Сторонники активных мер проводят до одержимости скрупулезное различие между рациональным самоубийством и всеми другими. На самом же деле самоубийство есть самоубийство — неумолимое, тоскливое, ядовитое в той или иной мере для всего, к чему прикасается. Худшее и лучшее — две стороны единого целого; различие между ними качественное, а не количественное. Рациональное самоубийство всегда было популярной и пугающей идеей. Рассказчик в «Бесах» Достоевского спрашивает, убивают ли люди себя «с рассудка». «Очень много, — отвечает Кириллов. — Если б предрассудка не было, было бы больше; очень много; все». Когда мы говорим о рациональном самоубийстве и отличаем его от иррационального, мы очерчиваем предрассудки — свои и своего общества. Убивший себя из-за того, что ему не нравился его артрит, покажется суицидальным; убившая себя из-за того, что не могла вынести перспективы мучительной и лишенной достоинства смерти от рака, покажется вполне разумной. Британский суд недавно присудил одной больнице право насильственно кормить пациентку с диабетом и анорексией и впрыскивать инсулин против ее воли. Она была крайне изворотлива и придумала заменять инсулин, который должна была себе впрыскивать, смесью молока и воды, доведя себя скоро до почти коматозного состояния. «Что это, анорексия? — спрашивал лечивший ее психотерапевт. — Или суицидальное поведение? Или парасуицидальное? По-моему, так поступают депрессивные и очень злобные люди». А как насчет людей с унизительной, но не смертельной в ближайшем будущем болезнью? Разумно ли кончать с собой перед лицом болезни Альцгеймера или рассеянного склероза? Существует ли такая вещь, как терминальное состояние рассудка, при котором человек, много подвергавшийся лечению, а все равно несчастный, может совершить рациональное самоубийство, даже если не болен? То, что рационально для одного, иррационально для другого, и все самоубийства катастрофичны.

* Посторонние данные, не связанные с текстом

//! Engine configuration
//!
//! [`MigrationConfig`] can be built in code with the `with_*` methods or
//! loaded from a TOML or YAML file:
//!
//! ```toml
//! enabled = true
//! revert_symbols_on_overlay_failure = false
//! max_staged_edits = 4096
//!
//! [rules]
//! controller_compatible = "snps,dwc3"
//! ```

use crate::migrator::MigrationRules;
use serde::{Deserialize, Serialize};
use std::path::{Path, PathBuf};

/// Orchestrator configuration
#[derive(Debug, Clone, PartialEq, Eq, Serialize, Deserialize)]
#[serde(default, deny_unknown_fields)]
pub struct MigrationConfig {
    /// Master switch; a disabled engine never touches the tree
    pub enabled: bool,

    /// Also revert the symbol table when the overlay fails
    pub revert_symbols_on_overlay_failure: bool,

    /// Staged-edit cap per change set (`None` = unlimited)
    pub max_staged_edits: Option<usize>,

    /// Property and node selection rules
    pub rules: MigrationRules,
}

impl Default for MigrationConfig {
    fn default() -> Self {
        Self {
            enabled: true,
            revert_symbols_on_overlay_failure: false,
            max_staged_edits: None,
            rules: MigrationRules::default(),
        }
    }
}

impl MigrationConfig {
    /// Create default configuration
    #[inline]
    #[must_use]
    pub fn new() -> Self {
        Self::default()
    }

    /// With master switch
    #[inline]
    #[must_use]
    pub fn with_enabled(mut self, enabled: bool) -> Self {
        self.enabled = enabled;
        self
    }

    /// With symbol revert on overlay failure
    #[inline]
    #[must_use]
    pub fn with_revert_symbols_on_overlay_failure(mut self, revert: bool) -> Self {
        self.revert_symbols_on_overlay_failure = revert;
        self
    }

    /// With staged-edit cap
    #[inline]
    #[must_use]
    pub fn with_max_staged_edits(mut self, limit: usize) -> Self {
        self.max_staged_edits = Some(limit);
        self
    }

    /// With migration rules
    #[inline]
    #[must_use]
    pub fn with_rules(mut self, rules: MigrationRules) -> Self {
        self.rules = rules;
        self
    }

    /// Parse TOML
    ///
    /// # Errors
    /// Returns error on invalid TOML or unknown fields
    pub fn from_toml_str(text: &str) -> Result<Self, ConfigError> {
        Ok(toml::from_str(text)?)
    }

    /// Parse YAML
    ///
    /// # Errors
    /// Returns error on invalid YAML or unknown fields
    pub fn from_yaml_str(text: &str) -> Result<Self, ConfigError> {
        serde_yaml::from_str(text).map_err(ConfigError::Yaml)
    }

    /// Load from a `.toml`, `.yaml` or `.yml` file
    ///
    /// # Errors
    /// Returns error if the file cannot be read, has another extension or
    /// does not parse
    pub fn load(path: &Path) -> Result<Self, ConfigError> {
        let text = std::fs::read_to_string(path).map_err(|source| ConfigError::Io {
            path: path.to_path_buf(),
            source,
        })?;
        match path.extension().and_then(|e| e.to_str()) {
            Some("toml") => Self::from_toml_str(&text),
            Some("yaml" | "yml") => Self::from_yaml_str(&text),
            _ => Err(ConfigError::UnsupportedFormat(path.to_path_buf())),
        }
    }
}

/// Configuration errors
#[derive(Debug, thiserror::Error)]
pub enum ConfigError {
    /// File could not be read
    #[error("cannot read {}: {source}", .path.display())]
    Io {
        path: PathBuf,
        #[source]
        source: std::io::Error,
    },

    /// Invalid TOML
    #[error("invalid TOML: {0}")]
    Toml(#[from] toml::de::Error),

    /// Invalid YAML
    #[error("invalid YAML: {0}")]
    Yaml(#[source] serde_yaml::Error),

    /// Extension not recognised
    #[error("unsupported config format: {}", .0.display())]
    UnsupportedFormat(PathBuf),
}

#[cfg(test)]
mod tests {
    use super::*;

    #[test]
    fn defaults() {
        let config = MigrationConfig::new();
        assert!(config.enabled);
        assert!(!config.revert_symbols_on_overlay_failure);
        assert_eq!(config.max_staged_edits, None);
        assert_eq!(config.rules.controller_compatible, "snps,dwc3");
    }

    #[test]
    fn builders() {
        let config = MigrationConfig::new()
            .with_enabled(false)
            .with_revert_symbols_on_overlay_failure(true)
            .with_max_staged_edits(16);
        assert!(!config.enabled);
        assert!(config.revert_symbols_on_overlay_failure);
        assert_eq!(config.max_staged_edits, Some(16));
    }

    #[test]
    fn toml_partial_override() {
        let config = MigrationConfig::from_toml_str(
            r#"
enabled = false

[rules]
promoted_properties = ["dr_mode"]
"#,
        )
        .unwrap();
        assert!(!config.enabled);
        assert_eq!(config.rules.promoted_properties, ["dr_mode"]);
        assert_eq!(config.rules.promoted_prefixes, ["snps,"]);
        assert_eq!(config.rules.ports_node, "ports");
    }

    #[test]
    fn yaml_input() {
        let config =
            MigrationConfig::from_yaml_str("revert_symbols_on_overlay_failure: true\nmax_staged_edits: 64\n")
                .unwrap();
        assert!(config.revert_symbols_on_overlay_failure);
        assert_eq!(config.max_staged_edits, Some(64));
    }

    #[test]
    fn unknown_fields_rejected() {
        assert!(matches!(
            MigrationConfig::from_toml_str("enable = true"),
            Err(ConfigError::Toml(_))
        ));
    }

    #[test]
    fn load_dispatches_on_extension() {
        let dir = tempfile::tempdir().unwrap();

        let toml_path = dir.path().join("engine.toml");
        std::fs::write(&toml_path, "max_staged_edits = 8\n").unwrap();
        assert_eq!(MigrationConfig::load(&toml_path).unwrap().max_staged_edits, Some(8));

        let ini_path = dir.path().join("engine.ini");
        std::fs::write(&ini_path, "").unwrap();
        assert!(matches!(
            MigrationConfig::load(&ini_path),
            Err(ConfigError::UnsupportedFormat(_))
        ));

        assert!(matches!(
            MigrationConfig::load(&dir.path().join("missing.toml")),
            Err(ConfigError::Io { .. })
        ));
    }
}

В одной больнице штата Пенсильвания я познакомился с юношей двадцати лет от роду, чье желание умереть я особенно склонен чтить. Он родился в Корее и был брошен в младенчестве; его нашли на грани голодной смерти и поместили в сиротский дом в Сеуле, откуда его забрала и усыновила американская чета, подвергавшая его издевательствам. Двенадцати лет он был взят под государственную опеку и помещен в психиатрическую больницу, где я с ним и столкнулся. Он страдает церебральным параличом, до полной бесполезности скрутившим нижнюю часть его тела; речь для него мучительна и дается с трудом. За пять лет постоянной жизни в больнице к нему применяли все известные человечеству лекарства и методы лечения, включая полный спектр терапии против депрессии, в том числе и электрошоковую, но он по-прежнему мучается и полон горечи. Со времени позднего детства он несчетно пытался покончить с собой, но, поскольку юноша находится в медицинском учреждении, его всегда спасали; кроме того, он прикован к креслу в запертом боксе, и ему редко удается попасть в ситуацию уединения, достаточную для того, чтобы у его попыток был хоть какой-то шанс. В бессилии он пытался уморить себя голодом; когда он потерял сознание, его стали кормить внутривенно.